Among the lines below, list those containing the string "RecvError".

:: Data

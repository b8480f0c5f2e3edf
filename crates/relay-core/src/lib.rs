//! # relay-core
//!
//! Foundation types shared by every relay crate:
//!
//! - **Message**: the `{ text, user }` chat payload and its JSON codec
//! - **Connection**: the transport-agnostic bidirectional channel the hub fans out to
//! - **Errors**: receive/send failure taxonomy via `thiserror`
//! - **Logging**: `tracing` subscriber initialization
//! - **Testing** (feature `testing`): an in-memory `Connection` for hub tests

#![deny(unsafe_code)]

pub mod connection;
pub mod errors;
pub mod logging;
pub mod message;
#[cfg(any(test, feature = "testing"))]
pub mod testing;

pub use connection::{Connection, ConnectionId};
pub use errors::{RecvError, SendError};
pub use message::Message;
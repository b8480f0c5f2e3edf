//! Connection-scoped failure taxonomy.
//!
//! Every error here is local to one connection. None of them are fatal to
//! the process: a [`RecvError`] ends the failing connection's own session,
//! and a [`SendError`] evicts the failing recipient from the hub.

use std::time::Duration;

use thiserror::Error;

/// Why a connection's inbound path stopped yielding messages.
#[derive(Debug, Error)]
pub enum RecvError {
    /// The peer closed the connection, or it was closed locally.
    #[error("connection closed")]
    Closed,
    /// A frame arrived that is not a valid message.
    #[error("malformed message: {0}")]
    Malformed(#[source] serde_json::Error),
    /// The underlying transport failed.
    #[error("transport error: {0}")]
    Transport(String),
}

impl RecvError {
    /// Whether this is an orderly close rather than a fault.
    pub fn is_clean_close(&self) -> bool {
        matches!(self, Self::Closed)
    }
}

/// Why a write to one recipient failed.
#[derive(Debug, Error)]
pub enum SendError {
    /// The connection is already closed.
    #[error("connection closed")]
    Closed,
    /// The recipient's outbound queue is full.
    #[error("outbound queue full")]
    Full,
    /// The send did not complete within the deadline.
    #[error("send timed out after {0:?}")]
    TimedOut(Duration),
    /// The message could not be encoded.
    #[error("failed to encode message: {0}")]
    Encode(#[source] serde_json::Error),
    /// The underlying transport failed.
    #[error("transport error: {0}")]
    Transport(String),
}

impl SendError {
    /// Short machine-readable label, used as a metric label.
    pub fn kind(&self) -> &'static str {
        match self {
            Self::Closed => "closed",
            Self::Full => "full",
            Self::TimedOut(_) => "timeout",
            Self::Encode(_) => "encode",
            Self::Transport(_) => "transport",
        }
    }
}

::::

- Result for this exercise
pub use errors::{RecvError, SendError};
//! the process: a [`RecvError`] ends the failing connection's own session,
pub enum RecvError {
impl RecvError {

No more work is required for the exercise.